**Brief**
Print out every record exactly as it appears.

Saved data entries:
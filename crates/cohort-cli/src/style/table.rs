//! Table formatting using comfy-table.

use comfy_table::modifiers::UTF8_ROUND_CORNERS;
use comfy_table::presets::UTF8_FULL;
use comfy_table::{Attribute, Cell, Color, ContentArrangement, Table};

fn styled_table() -> Table {
    let mut table = Table::new();
    table
        .load_preset(UTF8_FULL)
        .apply_modifier(UTF8_ROUND_CORNERS)
        .set_content_arrangement(ContentArrangement::Dynamic);
    table
}

/// A table with a bold header row.
pub fn data_table(columns: &[String], rows: &[Vec<String>]) -> Table {
    let mut table = styled_table();
    let header: Vec<Cell> = columns
        .iter()
        .map(|column| {
            if super::no_color() {
                Cell::new(column)
            } else {
                Cell::new(column).add_attribute(Attribute::Bold).fg(Color::Cyan)
            }
        })
        .collect();
    table.set_header(header);
    for row in rows {
        table.add_row(row);
    }
    table
}

pub fn print_table(columns: &[String], rows: &[Vec<String>]) {
    println!("{}", data_table(columns, rows));
}

/// Two columns: key and value.
pub fn info_table(entries: &[(&str, &str)]) -> Table {
    let mut table = styled_table();
    for (key, value) in entries {
        let key_cell = if super::no_color() {
            Cell::new(key)
        } else {
            Cell::new(key).fg(Color::DarkGrey)
        };
        table.add_row(vec![key_cell, Cell::new(value)]);
    }
    table
}

pub fn print_info_table(entries: &[(&str, &str)]) {
    println!("{}", info_table(entries));
}
//! CLI command implementations.

pub mod config;
pub mod state;
pub mod transition;
pub mod version;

**Answer to this exercise**
filename crates/cohort-cli/src/style/table.rs
//! Table formatting using comfy-table.

use comfy_table::modifiers::UTF8_ROUND_CORNERS;
use comfy_table::presets::UTF8_FULL;
use comfy_table::{Attribute, Cell, Color, ContentArrangement, Table};

fn styled_table() -> Table {
    let mut table = Table::new();
    table
        .load_preset(UTF8_FULL)
        .apply_modifier(UTF8_ROUND_CORNERS)
        .set_content_arrangement(ContentArrangement::Dynamic);
    table
}

/// A table with a bold header row.
pub fn data_table(columns: &[String], rows: &[Vec<String>]) -> Table {
    let mut table = styled_table();
    let header: Vec<Cell> = columns
        .iter()
        .map(|column| {
            if super::no_color() {
                Cell::new(column)
            } else {
                Cell::new(column).add_attribute(Attribute::Bold).fg(Color::Cyan)
            }
        })
        .collect();
    table.set_header(header);
    for row in rows {
        table.add_row(row);
    }
    table
}

pub fn print_table(columns: &[String], rows: &[Vec<String>]) {
    println!("{}", data_table(columns, rows));
}

/// Two columns: key and value.
pub fn info_table(entries: &[(&str, &str)]) -> Table {
    let mut table = styled_table();
    for (key, value) in entries {
        let key_cell = if super::no_color() {
            Cell::new(key)
        } else {
            Cell::new(key).fg(Color::DarkGrey)
        };
        table.add_row(vec![key_cell, Cell::new(value)]);
    }
    table
}

pub fn print_info_table(entries: &[(&str, &str)]) {
    println!("{}", info_table(entries));
}
//! CLI command implementations.

pub mod config;
pub mod state;
pub mod transition;
pub mod version;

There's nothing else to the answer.